Schon sehr bald wurde festgestellt, daß nicht nur eine Eizelle, sondern vier befruchtet worden waren. Mit dem Hinweis, daß mit dem Abgang von mindestens zwei Embryonen gerechnet werden muß, stimmte die Frau dem Transfer zu. Es entwickelten sich aber alle vier Embryonen. Daraufhin wurde der Patientin vorgeschlagen, daß zwei der Kinder entfernt werden müssen, weil sonst die Gefahr bestünde, daß sich die Kinder nicht normal entwickeln könnten. Auch mit Schwierigkeiten während und nach der Geburt sei zu rechnen. Die Frau war darüber entsetzt. Mit einer deartigen Komplikation hatte sie nicht gerechnet. Sie besprach alles mit ihrem Mann und das Ehepaar entschloß sich, den sogenannten selectiven Fetocid nicht vornehmen zu lassen. Das Ärzteteam war darüber ziemlich erbost, und die Arzt-Patient-Beziehung kühlte fühlbar ab.

Die Schwangerschaft war recht problematisch, Frau B. mußte sich immer wieder in stationäre Behandlung begeben. Es kam zur Frühgeburt durch Kaiserschnitt. Die Kinder waren alle noch nicht lungenreif und, trotz künstlicher Beatmung kam es bei zwei Kindern zu einer nachhaltigen Schädigung.

Die Kinder, ein Bub, drei Mädchen, konnten erst nach längerer Behandlung auf der Neonatologie nach Hause entlassen werden.

Nun tauchte bereits der erste Verdacht einer bleibenden Schädigung bei zwei Kindern auf, was sich leider bald bestätigte. Beim Buben wurde eine geistige Behinderung festgestellt, während bei einem Mädchen spastische Schädigungen auftraten. Bei einem weiteren Mädchen waren die Lungenbläschen nicht ganz entwickelt, jeder kleinste Schnupfen wurde zur Lungenentzündung.

Bei der Ärzteschaft fand das Ehepaar wenig psychische Anteilnahme.

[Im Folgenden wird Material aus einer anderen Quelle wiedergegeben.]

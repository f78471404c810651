//! Numbers are stored as the shortest of their textual forms.
//!
//! Both forms are built from the shortest digit string that reads back as
//! the same `f64`, as ECMAScript's `Number::toString` does.

use crate::SchemaError;

/// The shortest round-trip digits of a positive finite number, and its
/// decimal exponent `n` such that the value is `0.digits * 10^n`.
fn digits_and_exponent(value: f64) -> (String, i32) {
    let formatted = format!("{:e}", value);
    let (mantissa, exponent) = match formatted.find('e') {
        Some(pos) => (&formatted[..pos], &formatted[pos + 1..]),
        None => (&formatted[..], "0"),
    };
    let digits: String = mantissa.chars().filter(|c| *c != '.').collect();
    let exponent: i32 = exponent.parse().unwrap_or(0);
    (digits, exponent + 1)
}

/// The text of a finite number, as ECMAScript's `String(value)`.
///
/// ```
/// use bean_io::number::to_js_string;
///
/// assert_eq!(to_js_string(100.), "100");
/// assert_eq!(to_js_string(1e21), "1e+21");
/// assert_eq!(to_js_string(0.000001), "0.000001");
/// assert_eq!(to_js_string(1e-7), "1e-7");
/// assert_eq!(to_js_string(-1.5), "-1.5");
/// ```
pub fn to_js_string(value: f64) -> String {
    if value == 0. {
        return "0".to_string();
    }
    if value < 0. {
        return format!("-{}", to_js_string(-value));
    }
    let (digits, n) = digits_and_exponent(value);
    let k = digits.len() as i32;
    if k <= n && n <= 21 {
        format!("{}{}", digits, "0".repeat((n - k) as usize))
    } else if 0 < n && n <= 21 {
        format!("{}.{}", &digits[..n as usize], &digits[n as usize..])
    } else if -6 < n && n <= 0 {
        format!("0.{}{}", "0".repeat((-n) as usize), digits)
    } else {
        let exponent = n - 1;
        let sign = if exponent < 0 { '-' } else { '+' };
        if k == 1 {
            format!("{}e{}{}", digits, sign, exponent.abs())
        } else {
            format!("{}.{}e{}{}", &digits[..1], &digits[1..], sign, exponent.abs())
        }
    }
}

/// The exponential form of a finite number, as ECMAScript's
/// `toExponential()` with `e+` shortened to `e`.
pub fn to_exponential(value: f64) -> String {
    if value == 0. {
        return "0e0".to_string();
    }
    format!("{:e}", value)
}

/// The shortest form of a number, preferring the fixed form on ties.
pub fn minimal(value: f64) -> Result<String, SchemaError> {
    if !value.is_finite() {
        return Err(SchemaError::NonFiniteNumber(value));
    }
    let mut fixed = to_js_string(value);
    if fixed.starts_with("0.") {
        fixed.remove(0);
    }
    let exponential = to_exponential(value);
    if exponential.len() < fixed.len() {
        Ok(exponential)
    } else {
        Ok(fixed)
    }
}

/// The literal stored for a numeric literal.
///
/// A source spelling ending with `.` (e.g. `1.`) is kept as is, so that
/// `1..toString()` still reads back.
pub fn literal(value: f64, raw: Option<&str>) -> Result<String, SchemaError> {
    match raw {
        Some(raw) if raw.ends_with('.') => Ok(raw.to_string()),
        _ => minimal(value),
    }
}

Man verhielt sich korrekt, aber distanziert und ließ die Eltern fühlen, daß sie selbst an der „Misere schuld“ seien. Nicht umsonst hatte man zur Entfernung von zwei Embryonen geraten.

Die Familie bemühte sich rund um die Uhr um die Kinder, wobei jedoch der bereits 3 Jahre alte erste Sohn, unbewußt und ungewollt, stark vernachläßigt wurde. Er entwickelte eine arge Aggressivität allen Fremden gegenüber und begann seine Geschwister abzulehnen.

Nach zwei Jahren fand die Mutter das geschädigte Mädchen eines Morgens tot in ihrem Bett auf, fast genau ein Jahr später passierte mit dem Buben das gleiche.

Die Verzweiflung in der Familie war groß, die genaue Todesursache der beiden Kinder konnte nie ganz abgeklärt werden.

Es sind nun weitere Jahre vergangen, die beiden überlebenden Kinder entwickeln sich recht gut, sind auch bereits widerstandskräftiger geworden, mit dem älteren Buben gibt es jedoch weiterhin große psychische Probleme.